Only Michael Campbell, in his stellar 2005 year when he won both the US Open and the world matchplay championship, is close, at his career-high No12.

The golf world is truly her oyster and it's no surprise Ko is showing signs of tiring of the constant question of when will she turn professional.

The answer, of course, is when she's good and ready.

The Year 12 student from Albany's Pinehurst School won by five shots at Alberta's Royal Mayfair Golf Club.

She has now gathered four professional titles as an amateur and is the youngest and second-youngest winner on the LPGA Tour.

The thought occurred, as Ko was marching to her victory this week with a relentlessness which is a hallmark of only the very best, what must be the philosophy of her chasers?

Rather than taking risks to overturn a several-shot lead, they'd probably figure that as Ko can't pocket the first-prize money, with a bit of care and concentration they could be on hand to take advantage when the cheques are divvied up from No2 finisher down.
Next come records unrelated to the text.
use serde::Deserialize;

#[derive(Debug, thiserror::Error)]
pub enum ClientError {
    #[error("unauthorized ({reason})")]
    Unauthorized { reason: String },

    #[error("no target deployed under '{target}'")]
    NotFound { target: String },

    #[error("gateway answered {status} {code}: {message}")]
    Remote {
        status: u16,
        code: String,
        message: String,
    },

    #[error("authority rejected the token request ({status})")]
    Rejected { status: u16 },

    #[error("invalid gateway url: {0}")]
    InvalidUrl(String),

    #[error("http error: {0}")]
    Http(#[from] reqwest::Error),
}

#[derive(Debug, Default, Deserialize)]
struct ErrorEnvelope {
    #[serde(default)]
    error: ErrorBody,
}

#[derive(Debug, Default, Deserialize)]
#[serde(rename_all = "camelCase")]
struct ErrorBody {
    #[serde(default)]
    code: String,
    #[serde(default)]
    message: String,
    reason: Option<String>,
    target: Option<String>,
}

impl ClientError {
    /// Turns a non-success gateway response into the matching error.
    pub(crate) async fn from_response(response: reqwest::Response, target: Option<&str>) -> Self {
        let status = response.status().as_u16();
        let body = response
            .json::<ErrorEnvelope>()
            .await
            .unwrap_or_default()
            .error;

        match (status, body.code.as_str()) {
            (401, _) => ClientError::Unauthorized {
                reason: body.reason.unwrap_or_else(|| "invalid".to_string()),
            },
            (404, "NOT_FOUND") => ClientError::NotFound {
                target: body
                    .target
                    .or_else(|| target.map(str::to_string))
                    .unwrap_or_default(),
            },
            _ => ClientError::Remote {
                status,
                code: body.code,
                message: body.message,
            },
        }
    }
}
Ko has had six top-five finishes this year, and would have received US$970,000 ($1.24 million) in prize money had she been a professional from the time she started playing the pro tournaments.

Next up is the Evian Championship, a major-listed event, in France next month. A major is missing from her CV, and should that be, ahem, a major element in the debate which will grow as the year reaches its end over the identity of the Sports Woman of the Year at the annual Halberg awards?

World shot put champion Valerie Adams and Ko are the leading contenders, with swimmer Lauren Boyle, who three times stood on the podium at the world champs in Barcelona last month, albeit not on the top step, hot on their heels.

And what of Olympic paddling champion Lisa Carrington? She is chasing two crowns, defending her K1 200m sprint title and the 500m event at the canoeing world championships this week in Germany.

The cart is careering ahead of the horse here, but what if Carrington happens to win double gold?

And then there are the two paralympic swimmers, Mary Fisher and Sophie Pascoe, who each won five golds at their world championship in Montreal this month. That opens up a whole different debate again.

How to compare the relative exploits of a shot putter with a golfer with a swimmer, with a ...? With difficulty.

What Ko's win this week certainly did, though, was remove any suggestion that as she gets older - that is, approaches all of 20 - she might find the going tougher.

Unlike team sports, or tennis, golf opponents can watch all they want.

But they are powerless to reduce their rivals' ability, only improve their own standards.

As World Golf Hall of Fame member and winner of 26 LPGA titles Judy Rankin said recently of Ko, over the coming years she will become "a very, very significant player in our game".